Former New South Wales electoral district

Ku-ring-gai was an electoral district of the Legislative Assembly in the Australian state of New South Wales. On its final boundaries as Ku-ring-gai, the electorate covered the suburbs and parts of the suburbs of Gordon, Hornsby, Killara, Lindfield, Normanhurst, North Turramurra, North Wahroonga, Pymble, South Turramurra, Thornleigh, Turramurra, Wahroonga, Waitara, Warrawee and West Pymble. The seat was renamed Wahroonga as a result of the 2021 redistribution.

==History==
Ku-ring-gai was created before the 1973 election and was held by John Maddison, a minister in the government of Askin, who had previously been the member for Hornsby. Maddison retired in 1980 and future Premier of New South Wales Nick Greiner won the seat at a by-election. He held the seat until resigning from Parliament and as Premier in 1992 in the aftermath of the ICAC enquiry into the Metherell affair. He was succeeded by Stephen O'Doherty, who in 1999 chose to follow the majority of his constituents into the re-created seat of Hornsby. Barry O'Farrell transferred to Ku-ring-gai in 1999 after his seat of Northcott was abolished, and held it when he became Premier after leading the Coalition to a massive landslide victory in the 2011 state election.

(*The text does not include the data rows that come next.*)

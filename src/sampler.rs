//! Range sampling of a single-variable expression.
//!
//! The expression is converted once, then evaluated at
//! `from, from + step, from + 2·step, ...` while `x < to`. The sample
//! position accumulates by repeated addition, so over long ranges `x` drifts
//! from the exact grid `from + i·step` by ordinary floating-point error.

use std::fmt;

use log::debug;

use crate::{
    ast::Postfix,
    evaluator::{EvalError, Evaluator},
    parser::{ParseError, Parser},
};

/// Errors that abort a whole sampling run.
#[derive(Debug, Clone, PartialEq)]
pub enum SampleError {
    /// `from` is not strictly below `to`
    EmptyRange { from: f64, to: f64 },

    /// `step` is zero, negative or not finite
    InvalidStep(f64),

    /// `from` or `to` is NaN or infinite
    NonFiniteBound(f64),

    /// The expression did not convert
    Parse(ParseError),

    /// The converted expression is malformed
    Eval(EvalError),
}

impl fmt::Display for SampleError {
    fn fmt(&self, f: &mut fmt::Formatter<'_>) -> fmt::Result {
        match self {
            SampleError::EmptyRange { from, to } => {
                write!(f, "Empty range: from ({}) must be less than to ({})", from, to)
            }
            SampleError::InvalidStep(step) => {
                write!(f, "Invalid step {}: must be a positive finite number", step)
            }
            SampleError::NonFiniteBound(bound) => write!(f, "Range bound {} is not finite", bound),
            SampleError::Parse(e) => write!(f, "Parse error: {}", e),
            SampleError::Eval(e) => write!(f, "Evaluation error: {}", e),
        }
    }
}

impl std::error::Error for SampleError {
    fn source(&self) -> Option<&(dyn std::error::Error + 'static)> {
        match self {
            SampleError::Parse(e) => Some(e),
            SampleError::Eval(e) => Some(e),
            _ => None,
        }
    }
}

impl From<ParseError> for SampleError {
    fn from(e: ParseError) -> Self {
        SampleError::Parse(e)
    }
}

impl From<EvalError> for SampleError {
    fn from(e: EvalError) -> Self {
        SampleError::Eval(e)
    }
}

/// Sampled points as two parallel sequences of equal length.
///
/// Points are only added in pairs, through [`Samples::push`] or by
/// collecting `(x, y)` tuples.
#[derive(Debug, Clone, Default, PartialEq)]
pub struct Samples {
    xs: Vec<f64>,
    ys: Vec<f64>,
}

impl Samples {
    pub fn xs(&self) -> &[f64] {
        &self.xs
    }

    pub fn ys(&self) -> &[f64] {
        &self.ys
    }

    pub fn len(&self) -> usize {
        self.xs.len()
    }

    pub fn is_empty(&self) -> bool {
        self.xs.is_empty()
    }

    pub fn push(&mut self, x: f64, y: f64) {
        self.xs.push(x);
        self.ys.push(y);
    }

    pub fn points(&self) -> impl Iterator<Item = (f64, f64)> + '_ {
        self.xs.iter().copied().zip(self.ys.iter().copied())
    }

    pub fn into_parts(self) -> (Vec<f64>, Vec<f64>) {
        (self.xs, self.ys)
    }
}

impl FromIterator<(f64, f64)> for Samples {
    fn from_iter<I: IntoIterator<Item = (f64, f64)>>(iter: I) -> Self {
        let mut samples = Samples::default();
        for (x, y) in iter {
            samples.push(x, y);
        }
        samples
    }
}

/// A converted expression ready to be sampled over any number of ranges.
#[derive(Debug, Clone)]
pub struct Sampler {
    postfix: Postfix,
    evaluator: Evaluator,
}

impl Sampler {
    /// Converts `tokens` once.
    pub fn new<S: AsRef<str>>(tokens: &[S]) -> Result<Self, ParseError> {
        Ok(Sampler::from_postfix(Parser::new(tokens).parse()?))
    }

    pub fn from_postfix(postfix: Postfix) -> Self {
        Sampler {
            postfix,
            evaluator: Evaluator::new(),
        }
    }

    pub fn with_evaluator(mut self, evaluator: Evaluator) -> Self {
        self.evaluator = evaluator;
        self
    }

    pub fn postfix(&self) -> &Postfix {
        &self.postfix
    }

    /// Evaluates at every `x` in `[from, to)` on a `step` grid, keeping only
    /// defined points.
    pub fn sample(&self, from: f64, to: f64, step: f64) -> Result<Samples, SampleError> {
        check_range(from, to, step)?;

        let mut samples = Samples::default();
        let mut skipped = 0usize;
        let mut x = from;
        while x < to {
            match self.evaluator.evaluate(&self.postfix, x)? {
                Some(y) => samples.push(x, y),
                None => skipped += 1,
            }
            let next = x + step;
            // A step below the spacing of floats at `x` would never reach `to`.
            if next <= x {
                return Err(SampleError::InvalidStep(step));
            }
            x = next;
        }

        debug!(
            "Sampled [{}, {}) step {}: {} points kept, {} skipped",
            from,
            to,
            step,
            samples.len(),
            skipped
        );
        Ok(samples)
    }
}

fn check_range(from: f64, to: f64, step: f64) -> Result<(), SampleError> {
    for bound in [from, to] {
        if !bound.is_finite() {
            return Err(SampleError::NonFiniteBound(bound));
        }
    }
    if from >= to {
        return Err(SampleError::EmptyRange { from, to });
    }
    if !step.is_finite() || step <= 0.0 {
        return Err(SampleError::InvalidStep(step));
    }
    Ok(())
}

/// Converts `tokens` and samples it over `[from, to)`.
///
/// # Examples
///
/// ```
/// use plotexpr::sample;
///
/// let samples = sample(0.0, 1.0, 0.25, &["x", "*", "2"]).unwrap();
/// assert_eq!(samples.xs(), &[0.0, 0.25, 0.5, 0.75]);
/// assert_eq!(samples.ys(), &[0.0, 0.5, 1.0, 1.5]);
/// ```
pub fn sample<S: AsRef<str>>(
    from: f64,
    to: f64,
    step: f64,
    tokens: &[S],
) -> Result<Samples, SampleError> {
    check_range(from, to, step)?;
    Sampler::new(tokens)?.sample(from, to, step)
}
use std::fmt;

use log::debug;

use crate::{
    ast::{Associativity, Function, Instruction, Operator, Postfix, Token},
    lexer::classify,
};

/// Errors that abort infix-to-postfix conversion.
#[derive(Debug, Clone, PartialEq)]
pub enum ParseError {
    /// No tokens at all
    EmptyExpression,

    /// A token that is not a number, `x`, a constant, an operator, a
    /// function or a parenthesis
    UnexpectedToken { token: String, position: usize },

    /// `)` with no matching `(` or function opener
    UnbalancedGroup { position: usize },

    /// `(` still open at end of input
    UnclosedGroup,

    /// Split-form function name not followed by `(`
    ExpectedOpenGroup { function: Function, position: usize },
}

impl fmt::Display for ParseError {
    fn fmt(&self, f: &mut fmt::Formatter<'_>) -> fmt::Result {
        match self {
            ParseError::EmptyExpression => write!(f, "Empty expression"),
            ParseError::UnexpectedToken { token, position } => {
                write!(f, "Unexpected token '{}' at position {}", token, position + 1)
            }
            ParseError::UnbalancedGroup { position } => {
                write!(f, "Unmatched ')' at position {}", position + 1)
            }
            ParseError::UnclosedGroup => write!(f, "Unclosed '(' at end of expression"),
            ParseError::ExpectedOpenGroup { function, position } => write!(
                f,
                "Expected '(' after '{}' at position {}",
                function.name(),
                position + 1
            ),
        }
    }
}

impl std::error::Error for ParseError {}

/// Entries of the shunting-yard operator stack.
#[derive(Debug, Clone, Copy, PartialEq)]
enum Pending {
    Group,
    Function(Function),
    Operator(Operator),
}

/// Infix-to-postfix converter.
///
/// Runs the shunting-yard algorithm over pre-split tokens. A function token
/// such as `sin(` opens its own argument group and is emitted after its
/// argument when the group closes.
///
/// # Examples
///
/// ```
/// use plotexpr::Parser;
///
/// let postfix = Parser::new(&["2", "^", "3", "^", "2"]).parse().unwrap();
/// assert_eq!(postfix.to_string(), "2 3 2 ^ ^");
/// ```
pub struct Parser<'a> {
    tokens: Vec<&'a str>,
    position: usize,
    stack: Vec<Pending>,
    output: Postfix,
}

impl<'a> Parser<'a> {
    pub fn new<S: AsRef<str>>(tokens: &'a [S]) -> Self {
        Parser {
            tokens: tokens.iter().map(AsRef::as_ref).collect(),
            position: 0,
            stack: Vec::new(),
            output: Postfix::default(),
        }
    }

    fn current(&self) -> Option<&'a str> {
        self.tokens.get(self.position).copied()
    }

    fn advance(&mut self) {
        self.position += 1;
    }

    /// Converts the whole token sequence. Any error discards the partial
    /// output.
    pub fn parse(mut self) -> Result<Postfix, ParseError> {
        if self.tokens.is_empty() {
            return Err(ParseError::EmptyExpression);
        }
        debug!("Input: {}", self.tokens.join(" "));

        while let Some(raw) = self.current() {
            let position = self.position;
            let token = classify(raw).map_err(|e| ParseError::UnexpectedToken {
                token: e.token,
                position,
            })?;
            self.advance();

            match token {
                Token::Number(_) | Token::Variable | Token::Constant(_) => {
                    if let Some(instruction) = Instruction::from_token(&token, raw) {
                        self.output.push(instruction);
                    }
                }
                Token::OpenGroup => self.stack.push(Pending::Group),
                Token::Function { function, open_included } => {
                    if !open_included {
                        self.expect_open_group(function, position)?;
                    }
                    self.stack.push(Pending::Function(function));
                }
                Token::CloseGroup => self.close_group(position)?,
                Token::Operator(op) => self.push_operator(op),
            }
        }

        self.drain()?;
        debug!("RPN: {}", self.output);
        Ok(self.output)
    }

    fn expect_open_group(&mut self, function: Function, position: usize) -> Result<(), ParseError> {
        match self.current() {
            Some("(") => {
                self.advance();
                Ok(())
            }
            _ => Err(ParseError::ExpectedOpenGroup { function, position }),
        }
    }

    /// Pops operators until the nearest group or function opener. A function
    /// is emitted, a plain group is dropped.
    fn close_group(&mut self, position: usize) -> Result<(), ParseError> {
        loop {
            match self.stack.pop() {
                Some(Pending::Operator(op)) => self.output.push(Instruction::Operator(op)),
                Some(Pending::Group) => return Ok(()),
                Some(Pending::Function(function)) => {
                    self.output.push(Instruction::Function(function));
                    return Ok(());
                }
                None => return Err(ParseError::UnbalancedGroup { position }),
            }
        }
    }

    fn push_operator(&mut self, incoming: Operator) {
        while let Some(Pending::Operator(top)) = self.stack.last().copied() {
            let pops = top.precedence() > incoming.precedence()
                || (top.precedence() == incoming.precedence()
                    && incoming.associativity() == Associativity::Left);
            if !pops {
                break;
            }
            self.stack.pop();
            self.output.push(Instruction::Operator(top));
        }
        self.stack.push(Pending::Operator(incoming));
    }

    /// Flushes the stack at end of input. An unclosed function call is
    /// accepted and emitted; an unclosed plain group is not.
    fn drain(&mut self) -> Result<(), ParseError> {
        while let Some(pending) = self.stack.pop() {
            match pending {
                Pending::Operator(op) => self.output.push(Instruction::Operator(op)),
                Pending::Function(function) => self.output.push(Instruction::Function(function)),
                Pending::Group => return Err(ParseError::UnclosedGroup),
            }
        }
        Ok(())
    }
}

/// Converts pre-split infix tokens to postfix.
pub fn parse<S: AsRef<str>>(tokens: &[S]) -> Result<Postfix, ParseError> {
    Parser::new(tokens).parse()
}
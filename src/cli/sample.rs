//! Sample an expression over a range and render the points

use super::{CliError, evaluator_for};
use crate::{
    OutputFormat, Sampler, DEFAULT_DIVISION_THRESHOLD,
    output::{to_csv, to_json},
};

/// Options for the sample command
#[derive(Debug, Clone)]
pub struct SampleOptions {
    /// Expression tokens
    pub tokens: Vec<String>,
    /// Range start
    pub from: f64,
    /// Range end (exclusive)
    pub to: f64,
    /// Distance between sample points
    pub step: f64,
    /// Divisors below this magnitude make a point undefined
    pub min_divisor: f64,
    pub format: OutputFormat,
    /// Decimal places for printed values
    pub precision: Option<u32>,
    /// Pretty-print JSON output
    pub pretty: bool,
}

impl Default for SampleOptions {
    fn default() -> Self {
        SampleOptions {
            tokens: Vec::new(),
            from: 0.0,
            to: 6.5,
            step: 0.01,
            min_divisor: DEFAULT_DIVISION_THRESHOLD,
            format: OutputFormat::Csv,
            precision: None,
            pretty: false,
        }
    }
}

/// Execute a sample operation, returning the rendered points
pub fn execute_sample(options: &SampleOptions) -> Result<String, CliError> {
    if options.tokens.is_empty() {
        return Err(CliError::NoInput);
    }

    let evaluator = evaluator_for(options.min_divisor)?;
    let sampler = Sampler::new(options.tokens.as_slice())?.with_evaluator(evaluator);
    let samples = sampler.sample(options.from, options.to, options.step)?;

    let rendered = match options.format {
        OutputFormat::Csv => to_csv(&samples, options.precision),
        OutputFormat::Json => to_json(&samples, options.precision, options.pretty)?,
    };
    Ok(rendered)
}
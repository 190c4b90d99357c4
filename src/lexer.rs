use std::fmt;
use std::sync::LazyLock;

use regex::Regex;

use crate::ast::{Constant, Function, Operator, Token};

/// Whole-token decimal floating-point grammar: optional sign, digits with an
/// optional fractional part, optional exponent.
static NUMBER: LazyLock<Regex> = LazyLock::new(|| {
    Regex::new(r"^[+-]?(?:[0-9]+\.?[0-9]*|\.[0-9]+)(?:[eE][+-]?[0-9]+)?$")
        .expect("Invalid number pattern")
});

/// Splits a raw expression string into whitespace-separated tokens.
pub struct Lexer {
    input: Vec<char>,
    position: usize,
}

impl Lexer {
    pub fn new(input: &str) -> Self {
        Lexer {
            input: input.chars().collect(),
            position: 0,
        }
    }

    fn current_char(&self) -> Option<char> {
        self.input.get(self.position).copied()
    }

    fn advance(&mut self) {
        self.position += 1;
    }

    fn skip_whitespace(&mut self) {
        while let Some(ch) = self.current_char() {
            if ch.is_whitespace() {
                self.advance();
            } else {
                break;
            }
        }
    }

    fn read_word(&mut self) -> String {
        let mut result = String::new();
        while let Some(ch) = self.current_char() {
            if ch.is_whitespace() {
                break;
            }
            result.push(ch);
            self.advance();
        }
        result
    }

    /// Returns the next raw token, or `None` at end of input.
    pub fn next_token(&mut self) -> Option<String> {
        self.skip_whitespace();
        match self.current_char() {
            None => None,
            Some(_) => Some(self.read_word()),
        }
    }

    /// Consumes the rest of the input.
    pub fn tokenize(mut self) -> Vec<String> {
        let mut tokens = Vec::new();
        while let Some(token) = self.next_token() {
            tokens.push(token);
        }
        tokens
    }
}

/// A token that matches no recognized category.
#[derive(Debug, Clone, PartialEq)]
pub struct LexError {
    pub token: String,
}

impl fmt::Display for LexError {
    fn fmt(&self, f: &mut fmt::Formatter<'_>) -> fmt::Result {
        write!(f, "Unrecognized token '{}'", self.token)
    }
}

impl std::error::Error for LexError {}

/// Classifies one token.
///
/// Symbols are checked before numbers, so a name like `PI` or `exp(` is
/// never handed to the number grammar.
pub fn classify(token: &str) -> Result<Token, LexError> {
    if is_open_group(token) {
        return Ok(Token::OpenGroup);
    }
    if is_close_group(token) {
        return Ok(Token::CloseGroup);
    }
    if is_variable(token) {
        return Ok(Token::Variable);
    }
    if let Some(constant) = Constant::from_name(token) {
        return Ok(Token::Constant(constant));
    }
    if let Some((function, open_included)) = split_function(token) {
        return Ok(Token::Function { function, open_included });
    }
    if let Some(op) = Operator::from_symbol(token) {
        return Ok(Token::Operator(op));
    }
    if let Some(value) = parse_number(token) {
        return Ok(Token::Number(value));
    }
    Err(LexError { token: token.to_string() })
}

fn split_function(token: &str) -> Option<(Function, bool)> {
    match token.strip_suffix('(') {
        Some(name) => Function::from_name(name).map(|f| (f, true)),
        None => Function::from_name(token).map(|f| (f, false)),
    }
}

/// Matches the literal grammar and parses to a finite value.
pub fn is_number(token: &str) -> bool {
    parse_number(token).is_some()
}

// `1e400` fits the grammar but overflows to infinity.
fn parse_number(token: &str) -> Option<f64> {
    if !NUMBER.is_match(token) {
        return None;
    }
    token.parse::<f64>().ok().filter(|value| value.is_finite())
}

pub fn is_variable(token: &str) -> bool {
    token == "x"
}

pub fn is_constant(token: &str) -> bool {
    Constant::from_name(token).is_some()
}

pub fn is_operator(token: &str) -> bool {
    Operator::from_symbol(token).is_some()
}

pub fn is_function(token: &str) -> bool {
    split_function(token).is_some()
}

pub fn is_open_group(token: &str) -> bool {
    token == "("
}

pub fn is_close_group(token: &str) -> bool {
    token == ")"
}

pub fn is_group(token: &str) -> bool {
    is_open_group(token) || is_close_group(token)
}

#[test]
fn test_whitespace_split() {
    let tokens = Lexer::new("  sin(  x\t^ 2\n) ").tokenize();
    assert_eq!(tokens, vec!["sin(", "x", "^", "2", ")"]);
}

#[test]
fn test_classify_order() {
    assert_eq!(classify("PI"), Ok(Token::Constant(Constant::Pi)));
    assert_eq!(
        classify("exp("),
        Ok(Token::Function { function: Function::Exp, open_included: true })
    );
    assert_eq!(classify("-"), Ok(Token::Operator(Operator::Subtract)));
    assert_eq!(classify("-2"), Ok(Token::Number(-2.0)));
}

#[test]
fn test_overflowing_literal() {
    assert!(classify("1e400").is_err());
    assert!(!is_number("1e400"));
    assert!(classify("-1e400").is_err());
    assert_eq!(classify("1e300"), Ok(Token::Number(1e300)));
}
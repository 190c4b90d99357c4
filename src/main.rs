use clap::{Args, Parser as ClapParser, Subcommand};
use plotexpr::OutputFormat;
use plotexpr::cli::{
    self, CliError, EvalOptions, RpnOptions, SampleOptions, tokens_from_args,
};
use std::io::{self, Read};

#[derive(ClapParser)]
#[command(name = "plotexpr")]
#[command(about = "plotexpr - Sample a single-variable expression over a range for plotting")]
#[command(version)]
#[command(after_help = "Options go before the expression: plotexpr sample --from 1 x ^ 2")]
struct Cli {
    /// Log parsing and sampling details to stderr
    #[arg(short, long, global = true)]
    verbose: bool,

    /// Also log every skipped sample point
    #[arg(long, global = true)]
    trace: bool,

    #[command(subcommand)]
    command: Commands,
}

#[derive(Args)]
struct Expression {
    /// Expression tokens, e.g. `sin( x ^ 2 )` (reads stdin if omitted).
    /// Must come after all options; use `--` when it starts with `-`.
    #[arg(allow_hyphen_values = true, trailing_var_arg = true)]
    tokens: Vec<String>,
}

#[derive(Subcommand)]
enum Commands {
    /// Sample the expression over [from, to)
    Sample {
        #[command(flatten)]
        expression: Expression,

        /// Range start
        #[arg(long, default_value_t = 0.0, allow_negative_numbers = true)]
        from: f64,

        /// Range end (exclusive)
        #[arg(long, default_value_t = 6.5, allow_negative_numbers = true)]
        to: f64,

        /// Distance between sample points
        #[arg(long, default_value_t = 0.01)]
        step: f64,

        /// Divisors below this magnitude leave a point undefined
        #[arg(long, default_value_t = plotexpr::DEFAULT_DIVISION_THRESHOLD)]
        min_divisor: f64,

        /// Output format: csv or json
        #[arg(short, long, default_value = "csv")]
        format: String,

        /// Round printed values to this many decimal places
        #[arg(short, long)]
        precision: Option<u32>,

        /// Pretty-print JSON output
        #[arg(long)]
        pretty: bool,
    },

    /// Print the postfix (RPN) form of the expression
    Rpn {
        #[command(flatten)]
        expression: Expression,

        /// Output format: csv (space-joined) or json
        #[arg(short, long, default_value = "csv")]
        format: String,
    },

    /// Evaluate the expression at a single point
    Eval {
        #[command(flatten)]
        expression: Expression,

        /// Variable value
        #[arg(long, allow_negative_numbers = true)]
        x: f64,

        /// Divisors below this magnitude leave the point undefined
        #[arg(long, default_value_t = plotexpr::DEFAULT_DIVISION_THRESHOLD)]
        min_divisor: f64,

        /// Round the result to this many decimal places
        #[arg(short, long)]
        precision: Option<u32>,
    },

    /// List recognized variables, constants, operators and functions
    Symbols,
}

fn main() {
    let cli = Cli::parse();

    if let Err(e) = cli::init_logger(cli.verbose, cli.trace) {
        eprintln!("{}", e);
    }

    let result = match cli.command {
        Commands::Sample {
            expression,
            from,
            to,
            step,
            min_divisor,
            format,
            precision,
            pretty,
        } => read_tokens(expression).and_then(|tokens| {
            let options = SampleOptions {
                tokens,
                from,
                to,
                step,
                min_divisor,
                format: parse_format(&format)?,
                precision,
                pretty,
            };
            cli::execute_sample(&options)
        }),
        Commands::Rpn { expression, format } => read_tokens(expression).and_then(|tokens| {
            let options = RpnOptions {
                tokens,
                format: parse_format(&format)?,
            };
            cli::execute_rpn(&options)
        }),
        Commands::Eval {
            expression,
            x,
            min_divisor,
            precision,
        } => read_tokens(expression).and_then(|tokens| {
            let options = EvalOptions {
                tokens,
                x,
                min_divisor,
                precision,
            };
            cli::execute_eval(&options)
        }),
        Commands::Symbols => Ok(cli::get_symbols_overview()),
    };

    match result {
        Ok(output) => println!("{}", output.trim_end()),
        Err(e) => {
            eprintln!("{}", e);
            std::process::exit(1);
        }
    }
}

fn parse_format(name: &str) -> Result<OutputFormat, CliError> {
    OutputFormat::from_name(name).ok_or_else(|| CliError::UnknownFormat(name.to_string()))
}

fn read_tokens(expression: Expression) -> Result<Vec<String>, CliError> {
    if !expression.tokens.is_empty() {
        return tokens_from_args(&expression.tokens);
    }
    if atty::is(atty::Stream::Stdin) {
        return Err(CliError::NoInput);
    }
    let mut buffer = String::new();
    io::stdin().read_to_string(&mut buffer).map_err(CliError::Io)?;
    tokens_from_args(&[buffer])
}
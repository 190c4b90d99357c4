//! # Expression Syntax
//!
//! Types shared by every stage of the expression pipeline.
//!
//! ## Architecture Overview
//!
//! - **[tokens]** - Classified input tokens, constants and functions
//! - **[operators]** - Binary operators and their precedence table
//! - **[postfix]** - Reverse-Polish instruction sequences
//!
//! ## Pipeline
//!
//! ```text
//! "sin( x ^ 2 )"  --Lexer-->  ["sin(", "x", "^", "2", ")"]
//!                 --classify-->  [Function(Sin), Variable, Operator(Power), Number(2), CloseGroup]
//!                 --Parser-->  x 2 ^ sin(
//!                 --Evaluator(x = 1.0)-->  0.8414...
//! ```
//!
//! ## Recognized Symbols
//!
//! | kind      | tokens                              |
//! |-----------|-------------------------------------|
//! | variable  | `x`                                 |
//! | constant  | `PI`                                |
//! | operator  | `+ - * / ^`                         |
//! | function  | `sin( cos( tg( tan( exp(`           |
//! | grouping  | `(` `)`                             |
//!
//! Functions may also be written split, `sin ( x )`.
//!
//! ## Operator Table
//!
//! | operator | precedence | associativity |
//! |----------|------------|---------------|
//! | `^`      | 4          | right         |
//! | `*` `/`  | 3          | left          |
//! | `+` `-`  | 2          | left          |
pub mod tokens;
pub mod operators;
pub mod postfix;

pub use tokens::{Constant, Function, Token};
pub use operators::{Associativity, Operator, OperatorInfo};
pub use postfix::{Instruction, Postfix};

He resigned as premier in 2014 and retired from politics after the 2015 state election, handing the seat to fellow Liberal Alister Henskens.

Located in the heartland of the North Shore, Ku-ring-gai was in Liberal hands for its entire existence, and for much of that time was an ultra-safe seat even by North Shore standards. The Liberals never tallied less than 65 percent of the two-party vote, and always took the seat on the first count with no need for preferences. At the 2011 election, for instance, O'Farrell was reelected with 81.3% of the two-candidate-preferred vote, making Ku-ring-gai the safest seat in the entire NSW parliament.

While frequently runs dead in north Sydney, Ku-ring-gai was particularly hostile territory for Labor. From the 1990s onward, Labor struggled to get 20 percent of the primary vote. In 2011, for example, Labor was pushed into third place behind the Greens. The seat was almost entirely within the federal seat of Bradfield, previously one of the safest federal Liberal seats in the country, prior to the 2022 election where it became marginal.

At the time of its abolition, Ku-ring-gai was one of four electorates in the New South Wales Legislative Assembly that had been held by two Premiers of New South Wales while in office. Both Premiers Greiner and O'Farrell held Ku-ring-gai while in office. The other three electorates being Maroubra, Willoughby and Wollondilly.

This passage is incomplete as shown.